Chaque jeudi après-midi, moment réservé aux activités extrascolaires, les salles de classes de l’IUT se transforment en laboratoires d’astrophysique. Mais ce 11 février n’est pas un jeudi comme les autres. Dans une semaine, les étudiants franchissent une étape clé pour le projet TETR’ISS, mené sous l’égide de Thomas Pesquet. Le Flight model, version finale de l’expérience, est livré au Centre national d’études spatiales. « Terminer dans les temps n’est pas une option » explique Mathis Gonzalez, étudiant en deuxième année et membre du pôle communication. Le projet doit passer entre les mains d’un professionnel pour une dernière révision le lendemain. Sur un coin de table, un étudiant verse des produits à l’œil sur un morceau de carton. Aucune hésitation dans ses gestes, alors qu’il mélange la colle qui maintiendra en place les vis. Pendant que d’autres s’attellent à l’assemblage, une jeune femme photographie en détails chaque étape. Une vis : une photo. Il y en a 70. C’est long et laborieux, mais nécessaire pour que le CNES puisse suivre à distance l’opération et s’assurer de sa bonne réalisation. Dans l’effervescence, l’équipe s’inquiète de ne pas avoir fini avant que la sécurité ne lui demande de quitter les lieux. Ce qui serait loin d’être une première pour les étudiants qui ne comptent plus leurs heures. Soirées et week-ends ont été consacrés à l’expérience : « On ne déconnecte jamais vraiment » souffle Vanina Le Gall Sany, étudiante en deuxième année et coresponsable du pôle électronique, dont le téléphone sature sous les notifications en lien avec le projet.

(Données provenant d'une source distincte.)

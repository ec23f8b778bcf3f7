//! Configuration loading and its effect on a scheduler.

use std::io::Write;

use strand::{load_config, Config, Environment, LoggerKind, Scheduler, Subscription, ValidationError};

#[test]
fn test_config_file_overrides_environment_defaults() {
    let mut file = tempfile::NamedTempFile::new().unwrap();
    writeln!(
        file,
        "environment = \"development\"\nenable_names = false\nlogger = \"none\"\nrunaway_threshold = 7"
    )
    .unwrap();

    let config = load_config(file.path()).unwrap();
    assert_eq!(config.environment(), Environment::Development);
    assert!(!config.enable_names());
    assert!(config.validate_subscriptions());
    assert_eq!(config.logger(), LoggerKind::None);
    assert_eq!(config.runaway_threshold(), 7);

    let scheduler = Scheduler::new(config);
    assert_eq!(scheduler.runaway_detector().threshold(), 7);
}

#[test]
fn test_validation_follows_environment() {
    let strict = Subscription::detached(&Config::development());
    strict.cancel();
    assert!(matches!(
        strict.add_disposer(|| {}),
        Err(ValidationError::DisposerOnCancelled { .. })
    ));

    let lenient = Subscription::detached(&Config::production());
    lenient.cancel();
    assert!(lenient.add_disposer(|| {}).is_ok());
}

#[test]
fn test_missing_config_file_is_an_error() {
    let dir = tempfile::tempdir().unwrap();
    assert!(load_config(&dir.path().join("absent.toml")).is_err());
}
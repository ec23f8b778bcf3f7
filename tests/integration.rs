//! Integration tests for the strand runtime.

#[path = "integration/cancellation.rs"]
mod cancellation;
#[path = "integration/config.rs"]
mod config;
#[path = "integration/error_handling.rs"]
mod error_handling;
#[path = "integration/scheduling.rs"]
mod scheduling;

Dans l’expérience de Chladni, la poussière permet de visualiser les ondes sonores. Sans gravité, elle prendra une forme géométrique en trois dimensions.
Première mondiale Si la pression est si importante, c’est que Thomas Pesquet en personne effectuera dans la Station spatiale internationale les manipulations préparées par les étudiants. Sous l’œil des caméras, l’astronaute français réalisera pour la première fois en apesanteur l’expérience dite des figures de Chladni. L’engin finira ensuite « en étoile filante », image poétique utilisée par Philippe Garnier, maître de conférences en astrophysique et chef de projet de TETR’ISS, pour dire qu’il sera brûlé dans l’atmosphère. Les vidéos seront analysées par les étudiants, même si le résultat de l’expérience ne fait aucun doute. Comme le souligne Philippe Garnier, cette aventure ludique et pédagogique vise surtout à montrer « qu’on peut faire des trucs chouettes en sciences ». TETR’ISS est avant tout une expérience visuelle et grand public destinée à encourager les futurs ingénieurs et à intéresser le plus grand nombre à l’espace et aux sciences. Mathis Gonzalez a ainsi participé, avec l’appui de la Cité de l’espace, à l’élaboration des manipulations scientifiques en lien avec TETR’ISS à destination des lycéens. « On veut leur montrer qu’il est possible de concevoir, à 20 ans, une expérience pour la Station spatiale internationale. »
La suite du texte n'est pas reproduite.